Quizás sería más fácil para todo el mundo preocuparse por la verdad, si llegara a entender que ésta sólo existe cuando se dice. Me explicaré. La verdad es siempre algo que se dice, no algo conocido previamente. Si no existiera el habla y la escritura, no existiría la verdad acerca de nada. Todo sería sólo lo que es. De este modo, para mí, mi vida y mis preocupaciones no son la verdad. Son, simplemente, mi vida y mis preocupaciones. Pero ahora estoy ocupado en escribir y en osar trasponer mi vida en este relato. Asumo la abrumadora responsabilidad de decir la verdad. La narración que he emprendido me resulta una tarea difícil, no porque me sea difícil decir la verdad sobre mí mismo, en el sentido de una exposición honesta de «lo que sucedió», «tuvo lugar», sino porque se me hace difícil decir la verdad en el sentido más pretencioso, la verdad en el sentido de insistir, provocar, convencer, cambiar a otro.

A veces no puedo impedir que me persigan las ideas que tengo acerca del carácter y las preocupaciones de mis lectores. Espero poder vencer esta debilidad. Es cierto que las lecciones de mi vida son lecciones sólo para mí, adaptables sólo a mí, para ser seguidas sólo por mí. Pero la verdad de mi vida no es para mí. Es para cualquiera que esté fuera de mí. Advierto al lector que, en adelante, trataré de no imaginar quién es esa persona y si él o ella están leyendo lo que escribo. Esto no puedo, ni debo, en realidad, saberlo.

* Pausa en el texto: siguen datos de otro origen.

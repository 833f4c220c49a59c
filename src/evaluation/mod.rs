//! Evaluation harness: scores estimated strums against reference labels
//! for a single example or a whole dataset directory.
//!
//! Examples are independent, so the corpus is evaluated in parallel with
//! rayon. Results are always reported in catalog order.

use rayon::prelude::*;
use serde::Serialize;

use crate::analysis::{classify_example, StrumDirection, StrumEstimate};
use crate::config::AppConfig;
use crate::dataset::loaders::reference_times;
use crate::dataset::{DatasetCatalog, ExampleFiles, LoadedExample};
use crate::error::{log_analysis_error, log_dataset_error, DatasetError};

pub mod matching;
pub mod metrics;
pub mod report;

pub use matching::{score_events, DetectionScores};
pub use metrics::{MetricAccumulator, MetricRecord};

/// Result of evaluating one example
#[derive(Debug, Clone, Serialize)]
pub struct ExampleReport {
    pub id: String,
    /// File name of the example's label file
    pub name: String,
    pub estimate: StrumEstimate,
    pub metrics: MetricRecord,
}

/// Example that failed while loading or analysing
#[derive(Debug, Clone, Serialize)]
pub struct FailedExample {
    pub id: String,
    pub error: String,
}

/// Result of evaluating a dataset directory
#[derive(Debug, Clone, Serialize)]
pub struct CorpusReport {
    pub examples: Vec<ExampleReport>,
    #[serde(skip_serializing_if = "Vec::is_empty")]
    pub failures: Vec<FailedExample>,
    pub average: Option<MetricRecord>,
}

/// Score an estimate against reference labels for both directions
pub fn score_estimate(
    estimate: &StrumEstimate,
    labels: &[crate::dataset::StrumLabel],
    window: f64,
) -> MetricRecord {
    let score = |direction| {
        score_events(
            &reference_times(labels, direction),
            estimate.times(direction),
            window,
        )
    };
    MetricRecord::from_scores(score(StrumDirection::Down), score(StrumDirection::Up))
}

/// Classify and score an already loaded example
pub fn evaluate_example(
    example: &LoadedExample,
    config: &AppConfig,
) -> Result<ExampleReport, DatasetError> {
    let estimate = classify_example(
        &example.waveform.samples,
        example.waveform.sample_rate,
        &example.motion.values,
        &example.motion.timestamps,
        config,
    )
    .map_err(|source| {
        log_analysis_error(&source, &example.files.id);
        DatasetError::Analysis {
            example: example.files.id.clone(),
            source,
        }
    })?;

    let metrics = score_estimate(&estimate, &example.labels, config.evaluation.tolerance_window);

    Ok(ExampleReport {
        id: example.files.id.clone(),
        name: example.files.labels_file_name(),
        estimate,
        metrics,
    })
}

/// Load, classify and score one example from disk
pub fn evaluate_files(
    files: &ExampleFiles,
    config: &AppConfig,
) -> Result<ExampleReport, DatasetError> {
    let example = LoadedExample::load(files, &config.audio)?;
    let report = evaluate_example(&example, config)?;

    tracing::info!(
        "[Evaluation] {}: down F={:.3}, up F={:.3}",
        report.id,
        report.metrics.down_f_measure,
        report.metrics.up_f_measure
    );

    Ok(report)
}

/// Evaluate every example of a dataset
///
/// By default the first failing example (in catalog order) aborts the run.
/// With `evaluation.continue_on_error` failures are logged and listed in the
/// report instead, and the average covers the remaining examples.
pub fn evaluate_corpus(
    catalog: &DatasetCatalog,
    config: &AppConfig,
) -> Result<CorpusReport, DatasetError> {
    evaluate_corpus_with(catalog, config, |_| {})
}

/// Like [`evaluate_corpus`], calling `on_report` for each successful example
/// in catalog order
///
/// In fail-fast mode `on_report` sees every example that precedes the first
/// failure before the error is returned.
pub fn evaluate_corpus_with<F>(
    catalog: &DatasetCatalog,
    config: &AppConfig,
    mut on_report: F,
) -> Result<CorpusReport, DatasetError>
where
    F: FnMut(&ExampleReport),
{
    let examples = catalog.discover()?;
    if examples.is_empty() {
        return Err(DatasetError::EmptyCorpus {
            dir: catalog.root().to_path_buf(),
        });
    }

    tracing::info!(
        "[Evaluation] Evaluating {} examples from {}",
        examples.len(),
        catalog.root().display()
    );

    let outcomes: Vec<Result<ExampleReport, DatasetError>> = examples
        .par_iter()
        .map(|files| evaluate_files(files, config))
        .collect();

    let mut reports = Vec::with_capacity(outcomes.len());
    let mut failures = Vec::new();
    for (files, outcome) in examples.iter().zip(outcomes) {
        match outcome {
            Ok(report) => {
                on_report(&report);
                reports.push(report);
            }
            Err(err) if config.evaluation.continue_on_error => {
                log_dataset_error(&err, &files.id);
                failures.push(FailedExample {
                    id: files.id.clone(),
                    error: err.to_string(),
                });
            }
            Err(err) => return Err(err),
        }
    }

    let accumulator = reports
        .par_iter()
        .fold(MetricAccumulator::default, |acc, report| acc.add(&report.metrics))
        .reduce(MetricAccumulator::default, MetricAccumulator::merge);

    Ok(CorpusReport {
        examples: reports,
        failures,
        average: accumulator.finalize(),
    })
}

#[cfg(test)]
mod tests {
    use super::*;
    use crate::dataset::StrumLabel;

    fn label(time: f64, code: &str) -> StrumLabel {
        StrumLabel {
            time,
            code: code.to_string(),
            chord: Some("C".to_string()),
        }
    }

    #[test]
    fn test_score_estimate_splits_by_direction() {
        let labels = vec![
            label(0.5, "D"),
            label(1.0, "U"),
            label(1.5, "D"),
            label(2.0, "U"),
        ];
        let estimate = StrumEstimate {
            up: vec![1.02, 1.49],
            down: vec![0.51, 2.0],
        };

        let metrics = score_estimate(&estimate, &labels, 0.1);

        assert_eq!(metrics.down_precision, 0.5);
        assert_eq!(metrics.down_recall, 0.5);
        assert_eq!(metrics.up_precision, 0.5);
        assert_eq!(metrics.up_recall, 0.5);
    }

    #[test]
    fn test_analysis_failure_is_wrapped_with_example_id() {
        let example = LoadedExample {
            files: ExampleFiles::resolve(std::path::Path::new("dataset"), "take_07"),
            waveform: crate::dataset::Waveform {
                samples: vec![0.0; 1_024],
                sample_rate: 22_050,
            },
            motion: crate::dataset::MotionSignal::default(),
            labels: vec![label(0.5, "D")],
        };

        let err = evaluate_example(&example, &AppConfig::default()).unwrap_err();

        match err {
            DatasetError::Analysis { example, source } => {
                assert_eq!(example, "take_07");
                assert_eq!(source, crate::error::AnalysisError::EmptyMotion);
            }
            other => panic!("unexpected error {other:?}"),
        }
    }

    #[test]
    fn test_score_estimate_ignores_unknown_codes() {
        let labels = vec![label(0.5, "D"), label(1.0, "X")];
        let estimate = StrumEstimate {
            up: vec![],
            down: vec![0.5],
        };

        let metrics = score_estimate(&estimate, &labels, 0.1);

        assert_eq!(metrics.down_f_measure, 1.0);
        assert_eq!(metrics.up_f_measure, 0.0);
    }
}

Aun así, decir la verdad es una cosa; escribirla, otra. Cuando hablamos nos dirigimos a alguien. Cuando decimos lo mejor -que es siempre la verdad- todavía es a una persona, con el pensamiento en una persona. Pero si existe alguna posibilidad de escribir algo que sea cierto, sólo es posible porque eliminamos el pensamiento de cualquier otra persona.

Cuando escribimos la verdad, deberíamos dirigirnos a nosotros mismos. Cuando al escribir somos didácticos y moralistas, debemos considerar que sólo nos instruimos y aconsejamos a nosotros mismos, por nuestras propias faltas. El lector es un divertido accidente. Uno debe permitirle su libertad, su libertad para contradecir lo que está escrito, su libertad para ser acosado por las alternativas. Por lo tanto, sería impropio que tratara de convencer al lector de todo lo que este libro contiene. Es suficiente que me imagines ahora, tal como soy, con la compañía de mis recuerdos, en una relativa tranquilidad, sin desear el consuelo de nadie. Basta con que me imagines, encarnado en la imagen de mi juventud, y aceptes que he cambiado y que antes era diferente.